(Collected data)

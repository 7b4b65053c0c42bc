use async_trait::async_trait;
use std::fmt;

use crate::models::plan::Plan;
use crate::models::subscriber::Subscriber;

#[derive(Debug)]
#[allow(dead_code)]
pub enum NotifyError {
    Other(String),
    InvalidEmailAddress(String),
    SendError(String),
    EnvVarMissing(String),
}

impl fmt::Display for NotifyError {
    fn fmt(&self, f: &mut fmt::Formatter<'_>) -> fmt::Result {
        match self {
            NotifyError::Other(e) => write!(f, "Error: {}", e),
            NotifyError::InvalidEmailAddress(e) => write!(f, "Invalid Address: {}", e),
            NotifyError::SendError(e) => write!(f, "Send error: {}", e),
            NotifyError::EnvVarMissing(e) => write!(f, "Env Var Missing: {}", e),
        }
    }
}

impl std::error::Error for NotifyError {}

use lettre::address::AddressError;
use lettre::transport::smtp::Error as SmtpError;

impl From<SmtpError> for NotifyError {
    fn from(err: SmtpError) -> Self {
        NotifyError::SendError(err.to_string())
    }
}

impl From<std::env::VarError> for NotifyError {
    fn from(err: std::env::VarError) -> Self {
        NotifyError::EnvVarMissing(err.to_string())
    }
}

impl From<lettre::error::Error> for NotifyError {
    fn from(err: lettre::error::Error) -> Self {
        NotifyError::SendError(err.to_string())
    }
}

impl From<AddressError> for NotifyError {
    fn from(e: AddressError) -> Self {
        NotifyError::InvalidEmailAddress(e.to_string())
    }
}

/// Outbound email seam. Notifications are best-effort: callers log failures
/// and move on, entitlements never depend on a send succeeding.
#[async_trait]
pub trait Notifier: Send + Sync {
    async fn notify_plan_changed(
        &self,
        subscriber: &Subscriber,
        plan: &Plan,
        is_renewal: bool,
    ) -> Result<(), NotifyError>;

    async fn notify_trial_started(
        &self,
        subscriber: &Subscriber,
        plan: &Plan,
    ) -> Result<(), NotifyError>;

    /// Alerts the operations inbox that a completed charge could not be
    /// matched to an entitlement and needs a human.
    async fn notify_reconciliation_required(
        &self,
        transaction_id: &str,
        reason: &str,
    ) -> Result<(), NotifyError>;
}

mod mock;
mod smtp;

#[allow(unused_imports)]
pub use mock::MockNotifier;
pub use smtp::SmtpNotifier;
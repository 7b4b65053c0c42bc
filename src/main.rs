use axum::http::header::{AUTHORIZATION, CONTENT_TYPE};
use axum::http::HeaderValue;
use axum::http::Method;
use axum::{
    response::IntoResponse,
    routing::{get, post},
    Router,
};
use sqlx::PgPool;
use std::{net::SocketAddr, sync::Arc};
use tokio::net::TcpListener;
use tower_governor::{governor::GovernorConfigBuilder, GovernorLayer};
use tower_http::{cors::CorsLayer, trace::TraceLayer};
use tracing::{info, Level};
use tracing_subscriber::FmtSubscriber;

use clipdeck_billing::config::Config;
use clipdeck_billing::db::plan_repository::PlanRepository;
use clipdeck_billing::db::postgres_payment_repository::PostgresPaymentRepository;
use clipdeck_billing::db::postgres_plan_repository::PostgresPlanRepository;
use clipdeck_billing::db::postgres_subscriber_repository::PostgresSubscriberRepository;
use clipdeck_billing::models::plan::FREE_PLAN_SLUG;
use clipdeck_billing::responses::JsonResponse;
use clipdeck_billing::routes::billing::{checkout, confirm, get_limits, start_trial};
use clipdeck_billing::routes::plans::list_plans;
use clipdeck_billing::routes::subscribers::register_subscriber;
use clipdeck_billing::routes::webhook::gateway_webhook;
use clipdeck_billing::services::eligibility::StaffDomainEligibility;
use clipdeck_billing::services::gateway::LiveStripeGateway;
use clipdeck_billing::services::ledger::LedgerService;
use clipdeck_billing::services::notifier::SmtpNotifier;
use clipdeck_billing::services::subscription::SubscriptionService;
use clipdeck_billing::state::AppState;
use clipdeck_billing::utils::jwt::JwtKeys;

async fn root() -> impl IntoResponse {
    JsonResponse::success("clipdeck-billing is running")
}

async fn establish_connection(database_url: &str) -> PgPool {
    PgPool::connect(database_url)
        .await
        .expect("Failed to connect to the database")
}

#[tokio::main]
async fn main() {
    let subscriber = FmtSubscriber::builder()
        .with_max_level(Level::INFO)
        .finish();
    tracing::subscriber::set_global_default(subscriber).unwrap();

    let rate_limit_ms: u64 = std::env::var("RATE_LIMITER_MILLISECONDS")
        .ok()
        .and_then(|v| v.parse::<u64>().ok())
        // Default: 200ms/token (~5 req/sec)
        .unwrap_or(200);
    let rate_limit_burst: u32 = std::env::var("RATE_LIMITER_BURST")
        .ok()
        .and_then(|v| v.parse::<u32>().ok())
        .unwrap_or(20);
    let global_governor_conf = Arc::new(
        GovernorConfigBuilder::default()
            .per_millisecond(rate_limit_ms)
            .burst_size(rate_limit_burst)
            .use_headers()
            .error_handler(|_err| {
                JsonResponse::too_many_requests(
                    "Too many requests. Please wait a moment and try again.",
                )
                .into_response()
            })
            .finish()
            .unwrap(),
    );

    // Stricter limiter for checkout and trial starts
    let billing_governor_conf = Arc::new(
        GovernorConfigBuilder::default()
            .per_second(1)
            .burst_size(5)
            .use_headers()
            .error_handler(|_err| {
                JsonResponse::too_many_requests(
                    "Too many requests. Please wait a moment and try again.",
                )
                .into_response()
            })
            .finish()
            .unwrap(),
    );

    // Background task to cleanup old IPs
    let governor_limiter = global_governor_conf.limiter().clone();
    std::thread::spawn(move || {
        let interval = std::time::Duration::from_secs(60);
        loop {
            std::thread::sleep(interval);
            governor_limiter.retain_recent();
        }
    });

    let config = Config::from_env();
    let jwt_keys = JwtKeys::from_env().expect("JWT_SECRET must be a strong secret");

    let pg_pool = establish_connection(&config.database_url).await;
    sqlx::migrate!("./migrations")
        .run(&pg_pool)
        .await
        .expect("Failed to run database migrations");

    let plan_repo = Arc::new(PostgresPlanRepository {
        pool: pg_pool.clone(),
    });
    let subscriber_repo = Arc::new(PostgresSubscriberRepository {
        pool: pg_pool.clone(),
    });
    let payment_repo = Arc::new(PostgresPaymentRepository {
        pool: pg_pool.clone(),
    });

    // The canonical plans are configuration; refusing to start beats running
    // with a catalog that cannot satisfy default assignment or trials.
    let free_plan = plan_repo
        .find_plan_by_slug(FREE_PLAN_SLUG)
        .await
        .expect("Failed to query the plan catalog")
        .expect("The canonical free plan is missing from the catalog");
    let trial_plan = plan_repo
        .find_plan_by_slug(&config.trial_plan_slug)
        .await
        .expect("Failed to query the plan catalog")
        .expect("The designated trial plan is missing from the catalog");
    let lifetime_plan = match &config.lifetime_plan_slug {
        Some(slug) => Some(
            plan_repo
                .find_plan_by_slug(slug)
                .await
                .expect("Failed to query the plan catalog")
                .expect("The configured lifetime plan is missing from the catalog"),
        ),
        None => None,
    };

    let gateway = Arc::new(LiveStripeGateway::from_settings(&config.stripe));
    let notifier = Arc::new(SmtpNotifier::new().expect("Failed to initialize notifier"));
    let eligibility = Arc::new(StaffDomainEligibility::from_env());

    let subscription = Arc::new(SubscriptionService::new(
        subscriber_repo.clone(),
        plan_repo.clone(),
        eligibility,
        notifier.clone(),
        free_plan,
        trial_plan,
        lifetime_plan,
    ));
    let ledger = Arc::new(LedgerService::new(
        payment_repo.clone(),
        plan_repo.clone(),
        gateway.clone(),
        notifier.clone(),
        config.frontend_origin.clone(),
    ));

    let state = AppState {
        plans: plan_repo,
        subscribers: subscriber_repo,
        payments: payment_repo,
        gateway,
        subscription,
        ledger,
        jwt_keys: Arc::new(jwt_keys),
    };

    let cors = CorsLayer::new()
        .allow_origin(config.frontend_origin.parse::<HeaderValue>().unwrap())
        .allow_methods([Method::GET, Method::POST])
        .allow_headers([AUTHORIZATION, CONTENT_TYPE])
        .allow_credentials(true);

    let billing_routes = Router::new()
        .route("/limits", get(get_limits))
        .route("/checkout", post(checkout))
        .route("/confirm", post(confirm))
        .route("/trial", post(start_trial))
        .layer(GovernorLayer {
            config: billing_governor_conf.clone(),
        });

    // Public webhook route (no auth; signature-verified in the handler)
    let webhook_routes = Router::new().route("/webhook", post(gateway_webhook));

    let app = Router::new()
        .route("/", get(root))
        .route("/api/plans", get(list_plans))
        .route("/api/subscribers", post(register_subscriber))
        .nest("/api/billing", billing_routes.merge(webhook_routes))
        .with_state(state)
        .layer(TraceLayer::new_for_http())
        .layer(GovernorLayer {
            config: global_governor_conf.clone(),
        })
        .layer(cors);

    let make_service = app.into_make_service_with_connect_info::<SocketAddr>();
    let addr = SocketAddr::from(([127, 0, 0, 1], 3000));

    let listener = TcpListener::bind(addr).await.unwrap();
    info!("Listening on http://{}", addr);
    axum::serve(listener, make_service).await.unwrap();
}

- [Exercise]
For each line above that contains the word "canonical", copy that line.

- [Result of this exercise]
    // The canonical plans are configuration; refusing to start beats running
        .expect("The canonical free plan is missing from the catalog");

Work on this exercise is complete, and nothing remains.